Yes, an object reference really is just another value, not much
different to an `int`. This issue is that the language hides this from
us instead of making it visible via a type `ref<T>`:
public class Name {
private final ref<String> forename;
private final ref<String> surname;
private final int age;
}
The only special thing with an object reference (`ref<T>`) is that the
content bits of a reference value is a pointer to an instance that the
JVM understands, a pointer that can only be accessed via a reference
value, and cannot be directly observed except in that way. And as you
say, the thing at the end of the pointer can't be null.
Since an object reference is actually a value, that means Java
*already has* values that can be null!!! Despite this fact, there is a
mythology that nulls are somehow special and must only be associated
with reference values. But apart from history and JVM sunk cost I
don't think there is any conceptual reason why that has to be so,
especially when user-defined values could make great use of treating
an all-zero bit pattern as a "null".
> Essentially, by introducing null, you've made them all reference types.
Ultimately "null" is just a name we give to a particular action taken
when the JVM finds the all-zero bit pattern. Sometimes we call the
all-zero bit pattern "null" with an action that throws NPE and
sometimes we call it "zero" or "false" with actions that can use it
fully. There really isn't any conceptual need to say that reference
values are the only ones allowed to use the name and action associated
with "null", it is just history that we do.
(I do suspect it would require introducing something approaching an
actual `ref<T>` type in the JVM to which the throw NPE behaviour could
be attached. Also exposing it as a real type in the Java language
would provide syntax for sparse arrays of values for example).
> But another reason why "nullify all the things" is a questionable approach is: int and long will never be able to play.
We already have nullable int - Integer. What I'm suggesting doesn't
change that. Users would always code the nullable value type
(potentially with wasteful memory usage) but can still choose to write
the non-nullable one as well (satisfying your use cases and unifying
int). The change from the current valhalla approach is that Integer
would be a flattenable value type with a different size in memory to
int, not at the other end of a reference pointer.

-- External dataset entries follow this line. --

use serde::Serialize;
use serde_json::Value;

use crate::{errors::RepoError, keys::KeyContext, store::ConditionalWrite};

/// Payload of the batch commit script.
#[derive(Debug, Serialize)]
pub struct CommitCommand {
    /// Pub/sub channel that receives the path of every written document.
    pub channel: String,
    pub writes: Vec<DocumentWrite>,
}

#[derive(Debug, Serialize)]
pub struct DocumentWrite {
    pub path: String,
    /// Hash holding the document as one field.
    pub hash_key: String,
    pub version_key: String,
    /// Hash holding the document's own children; replaced along with the document.
    pub subtree_key: String,
    /// Version hash of the children in `subtree_key`; bumped for every child the write removes.
    pub subtree_version_key: String,
    pub field: String,
    /// Serialized document. Absent for deletes.
    #[serde(skip_serializing_if = "Option::is_none")]
    pub value_json: Option<String>,
    #[serde(skip_serializing_if = "Option::is_none")]
    pub expected_version: Option<u64>,
}

impl CommitCommand {
    pub fn build(keys: &KeyContext<'_>, channel: String, writes: &[ConditionalWrite]) -> Result<Self, RepoError> {
        let writes = writes
            .iter()
            .map(|write| {
                let (hash_key, version_key, field) = keys.document(&write.path);
                let value_json = match &write.value {
                    Some(Value::Null) | None => None,
                    Some(value) => Some(serde_json::to_string(value).map_err(|err| RepoError::Other {
                        message: format!("failed to serialize document {}: {err}", write.path).into(),
                    })?),
                };
                Ok(DocumentWrite {
                    path: write.path.to_string(),
                    hash_key,
                    version_key,
                    subtree_key: keys.hash_key(Some(&write.path)),
                    subtree_version_key: keys.version_key(Some(&write.path)),
                    field,
                    value_json,
                    expected_version: write.expected_version,
                })
            })
            .collect::<Result<Vec<_>, RepoError>>()?;
        Ok(Self { channel, writes })
    }
}
use colored::Color;
use once_cell::sync::Lazy;

/// CLI color theme configuration
pub struct ColorTheme {
    pub success: Color,
    pub error: Color,
    pub warning: Color,
    pub info: Color,
    pub highlight: Color,
    pub muted: Color,
    pub primary: Color,
    pub secondary: Color,
    pub key: Color,
    pub value: Color,
}

impl Default for ColorTheme {
    fn default() -> Self {
        Self {
            success: Color::Green,
            error: Color::Red,
            warning: Color::Yellow,
            info: Color::Blue,
            highlight: Color::Cyan,
            muted: Color::BrightBlack,
            primary: Color::BrightBlue,
            secondary: Color::Magenta,
            key: Color::BrightCyan,
            value: Color::White,
        }
    }
}

/// Global theme instance
pub static THEME: Lazy<ColorTheme> = Lazy::new(ColorTheme::default);

/// Icons for different message types
pub struct Icons {
    pub success: &'static str,
    pub error: &'static str,
    pub warning: &'static str,
    pub info: &'static str,
    pub arrow: &'static str,
    pub bullet: &'static str,
    pub heart: &'static str,
    pub comment: &'static str,
}

pub const ICONS: Icons = Icons {
    success: "✓",
    error: "✗",
    warning: "⚠",
    info: "ℹ",
    arrow: "→",
    bullet: "•",
    heart: "♥",
    comment: "✎",
};
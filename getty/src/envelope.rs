//! Tagged result returned across the component boundary.
//!
//! ```json
//! {"success": true, "data": {...}}
//! {"success": false, "error": {"code": 409, "message": "already following", "param": "", "type": "conflict_error"}}
//! ```

use serde::{Deserialize, Serialize, Serializer, ser::SerializeMap};

use crate::errors::{ErrorKind, RepoError};

#[derive(Debug, Clone, PartialEq)]
pub enum Envelope<T> {
    Success(T),
    Failure(ErrorBody),
}

#[derive(Debug, Clone, PartialEq, Eq, Serialize, Deserialize)]
pub struct ErrorBody {
    pub code: i32,
    pub message: String,
    pub param: String,
    #[serde(rename = "type")]
    pub kind: String,
}

impl ErrorBody {
    pub fn new(code: i32, message: impl Into<String>, param: impl Into<String>, kind: impl Into<String>) -> Self {
        Self {
            code,
            message: message.into(),
            param: param.into(),
            kind: kind.into(),
        }
    }

    pub fn from_kind(kind: ErrorKind, message: impl Into<String>, param: impl Into<String>) -> Self {
        Self::new(kind.code(), message, param, kind.as_str())
    }
}

impl From<&RepoError> for ErrorBody {
    fn from(err: &RepoError) -> Self {
        Self::from_kind(err.kind(), err.message(), err.param())
    }
}

impl<T> Envelope<T> {
    pub fn is_success(&self) -> bool {
        matches!(self, Envelope::Success(_))
    }

    pub fn data(&self) -> Option<&T> {
        match self {
            Envelope::Success(data) => Some(data),
            Envelope::Failure(_) => None,
        }
    }

    pub fn error(&self) -> Option<&ErrorBody> {
        match self {
            Envelope::Success(_) => None,
            Envelope::Failure(error) => Some(error),
        }
    }

    pub fn into_result(self) -> Result<T, ErrorBody> {
        match self {
            Envelope::Success(data) => Ok(data),
            Envelope::Failure(error) => Err(error),
        }
    }

    pub fn map<U>(self, f: impl FnOnce(T) -> U) -> Envelope<U> {
        match self {
            Envelope::Success(data) => Envelope::Success(f(data)),
            Envelope::Failure(error) => Envelope::Failure(error),
        }
    }
}

impl<T> From<Result<T, RepoError>> for Envelope<T> {
    fn from(result: Result<T, RepoError>) -> Self {
        match result {
            Ok(data) => Envelope::Success(data),
            Err(err) => Envelope::Failure(ErrorBody::from(&err)),
        }
    }
}

impl<T: Serialize> Serialize for Envelope<T> {
    fn serialize<S: Serializer>(&self, serializer: S) -> Result<S::Ok, S::Error> {
        let mut map = serializer.serialize_map(Some(2))?;
        match self {
            Envelope::Success(data) => {
                map.serialize_entry("success", &true)?;
                map.serialize_entry("data", data)?;
            }
            Envelope::Failure(error) => {
                map.serialize_entry("success", &false)?;
                map.serialize_entry("error", error)?;
            }
        }
        map.end()
    }
}
use std::io::Write;

use getty::{
    Calendar, FeedPolicy, GettyConfig, LikeStrategy, WriteMode,
    config::{ConfigError, StoreBackend},
};
use serial_test::serial;
use tempfile::NamedTempFile;

fn write_config(content: &str) -> NamedTempFile {
    let mut file = NamedTempFile::new().expect("temp file");
    file.write_all(content.as_bytes()).expect("write config");
    file
}

#[test]
fn loads_every_section_from_file() {
    let file = write_config(
        r#"
        [store]
        backend = "redis"
        url = "redis://cache:6379/2"
        prefix = "getty_test"

        [graph]
        write_mode = "sequential"
        max_retries = 2

        [posts]
        like_strategy = "naive"
        calendar = "utc"

        [feed]
        policy = "best_effort"
        include_own_posts = true

        [server]
        bind = "0.0.0.0:8080"
        "#,
    );

    let config = GettyConfig::load(file.path()).expect("config loads");
    assert_eq!(config.store.backend, StoreBackend::Redis);
    assert_eq!(config.store.redis_url().unwrap(), "redis://cache:6379/2");
    assert_eq!(config.store.prefix, "getty_test");
    assert_eq!(config.graph.write_mode, WriteMode::Sequential);
    assert_eq!(config.graph.max_retries, 2);
    assert_eq!(config.posts.like_strategy, LikeStrategy::Naive);
    assert_eq!(config.posts.calendar, Calendar::Utc);
    assert_eq!(config.feed.policy, FeedPolicy::BestEffort);
    assert!(config.feed.include_own_posts);
    assert_eq!(config.server.bind, "0.0.0.0:8080");
}

#[test]
fn explicit_path_must_exist() {
    let dir = tempfile::tempdir().expect("temp dir");
    let missing = dir.path().join("absent.toml");
    let err = GettyConfig::discover(Some(&missing)).unwrap_err();
    assert!(matches!(err, ConfigError::Read { .. }));
}

#[test]
fn malformed_file_is_a_parse_error() {
    let file = write_config("[store\nbackend = ");
    assert!(matches!(GettyConfig::load(file.path()), Err(ConfigError::Parse(_))));
}

#[test]
#[serial]
fn redis_url_expands_environment_references() {
    let file = write_config("[store]\nurl = \"redis://${GETTY_TEST_HOST}:${GETTY_TEST_PORT}/\"\n");
    let config = GettyConfig::load(file.path()).unwrap();

    // SAFETY: tests touching the environment run serially.
    unsafe {
        std::env::set_var("GETTY_TEST_HOST", "cache.internal");
        std::env::set_var("GETTY_TEST_PORT", "6380");
    }
    assert_eq!(config.store.redis_url().unwrap(), "redis://cache.internal:6380/");

    unsafe {
        std::env::remove_var("GETTY_TEST_PORT");
    }
    let err = config.store.redis_url().unwrap_err();
    assert!(matches!(err, ConfigError::MissingEnv(ref name) if name == "GETTY_TEST_PORT"));

    unsafe {
        std::env::remove_var("GETTY_TEST_HOST");
    }
}
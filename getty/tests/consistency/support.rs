#![allow(dead_code, unused_imports)]

pub(crate) use std::sync::{
    Arc,
    atomic::{AtomicUsize, Ordering},
};

pub(crate) use getty::{
    DateKey, DocumentStore, EdgeIssue, FeedAggregator, FeedPolicy, GettyConfig, GettyService, ImageSource,
    LikeStrategy, MemoryStore, Post, PostDraft, PostImage, PostRepository, RepoError, SocialGraph, WriteMode,
    errors::ErrorKind,
    keys::{friends_path, post_path, posts_path},
    store::{ConditionalWrite, FaultOp, Subscription, Versioned},
};
pub(crate) use serde_json::{Value, json};
pub(crate) use tokio::sync::Barrier;

use getty::keys::StorePath;

pub(crate) fn draft(prompt: &str) -> PostDraft {
    PostDraft {
        user_prompt: prompt.to_string(),
        given_prompt: Some("today's theme".to_string()),
        image: Some(PostImage {
            created: 1_704_412_800,
            source: ImageSource::Url {
                url: format!("https://img.example/{}.png", prompt.replace(' ', "-")),
            },
        }),
    }
}

pub(crate) fn day(year: i32, month: u32, day: u32) -> DateKey {
    DateKey::from_ymd(year, month, day).expect("valid date")
}

pub(crate) async fn publish(repo: &PostRepository<impl DocumentStore>, user_id: &str, key: DateKey) -> Post {
    repo.create_or_replace_post(user_id, Some(key), draft(&format!("{user_id} {key}")))
        .await
        .expect("publish post")
}

pub(crate) async fn friend_doc(store: &MemoryStore, user_id: &str) -> Option<Value> {
    store
        .get(&friends_path(user_id).expect("legal id"))
        .await
        .expect("read friend record")
}

/// Wraps a store so that the first `parties` reads block until all of them have been issued.
///
/// Two concurrent read-modify-write operations driven through it are guaranteed to both read
/// before either writes.
#[derive(Clone)]
pub(crate) struct InterleavingStore<S> {
    inner: S,
    barrier: Arc<Barrier>,
    parties: usize,
    reads: Arc<AtomicUsize>,
    writes: Arc<AtomicUsize>,
}

impl<S: DocumentStore> InterleavingStore<S> {
    pub(crate) fn new(inner: S, parties: usize) -> Self {
        Self {
            inner,
            barrier: Arc::new(Barrier::new(parties)),
            parties,
            reads: Arc::new(AtomicUsize::new(0)),
            writes: Arc::new(AtomicUsize::new(0)),
        }
    }

    pub(crate) fn inner(&self) -> &S {
        &self.inner
    }

    pub(crate) fn writes(&self) -> usize {
        self.writes.load(Ordering::SeqCst)
    }

    async fn gate(&self) {
        if self.reads.fetch_add(1, Ordering::SeqCst) < self.parties {
            self.barrier.wait().await;
        }
    }
}

impl<S: DocumentStore> DocumentStore for InterleavingStore<S> {
    async fn get(&self, path: &StorePath) -> Result<Option<Value>, RepoError> {
        self.gate().await;
        self.inner.get(path).await
    }

    async fn set(&self, path: &StorePath, value: Value) -> Result<(), RepoError> {
        self.writes.fetch_add(1, Ordering::SeqCst);
        self.inner.set(path, value).await
    }

    async fn get_versioned(&self, path: &StorePath) -> Result<Versioned, RepoError> {
        self.gate().await;
        self.inner.get_versioned(path).await
    }

    async fn commit(&self, writes: Vec<ConditionalWrite>) -> Result<Vec<u64>, RepoError> {
        self.writes.fetch_add(1, Ordering::SeqCst);
        self.inner.commit(writes).await
    }

    async fn subscribe(&self, path: &StorePath) -> Result<Subscription, RepoError> {
        self.inner.subscribe(path).await
    }
}

/// Wraps a memory store so that one `unfollow` lands just before the first commit issued
/// through the wrapper, after the caller has finished reading.
#[derive(Clone)]
pub(crate) struct UnfollowBeforeCommit {
    inner: MemoryStore,
    pending: Arc<std::sync::Mutex<Option<(String, String)>>>,
}

impl UnfollowBeforeCommit {
    pub(crate) fn new(inner: MemoryStore, user_id: &str, target_id: &str) -> Self {
        Self {
            inner,
            pending: Arc::new(std::sync::Mutex::new(Some((user_id.to_string(), target_id.to_string())))),
        }
    }

    pub(crate) fn fired(&self) -> bool {
        self.pending.lock().expect("pending lock").is_none()
    }
}

impl DocumentStore for UnfollowBeforeCommit {
    async fn get(&self, path: &StorePath) -> Result<Option<Value>, RepoError> {
        self.inner.get(path).await
    }

    async fn set(&self, path: &StorePath, value: Value) -> Result<(), RepoError> {
        self.inner.set(path, value).await
    }

    async fn get_versioned(&self, path: &StorePath) -> Result<Versioned, RepoError> {
        self.inner.get_versioned(path).await
    }

    async fn commit(&self, writes: Vec<ConditionalWrite>) -> Result<Vec<u64>, RepoError> {
        let pending = self.pending.lock().expect("pending lock").take();
        if let Some((user_id, target_id)) = pending {
            SocialGraph::new(self.inner.clone())
                .unfollow(&user_id, &target_id)
                .await
                .expect("interleaved unfollow");
        }
        self.inner.commit(writes).await
    }

    async fn subscribe(&self, path: &StorePath) -> Result<Subscription, RepoError> {
        self.inner.subscribe(path).await
    }
}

Bigger migration
problem for Integer/LocalDate of course.
> what's the motivation?
- I disagree with John that nullability and no good default are rare.
- I believe many if not most end-user classes have the potential to be
value types, not just a few special numeric classes in libraries.
- I don't believe an outcome where a memory hop is required to access
non-numeric values is acceptable
- I don't think developers benefit from having two exposed types for
values in most cases (this is only useful for numeric values where
zero has meaning)
- Controlling what fields/variables are or are not null is an
orthogonal problem, not something to be mixed into valhalla
- It is not because I like nulls, but because I believe they are the
best available option for uninitialized memory for non-numeric values
Anyway, I'll stop here - I'm well aware that this approach requires a
big leap relative to where valhalla currently is.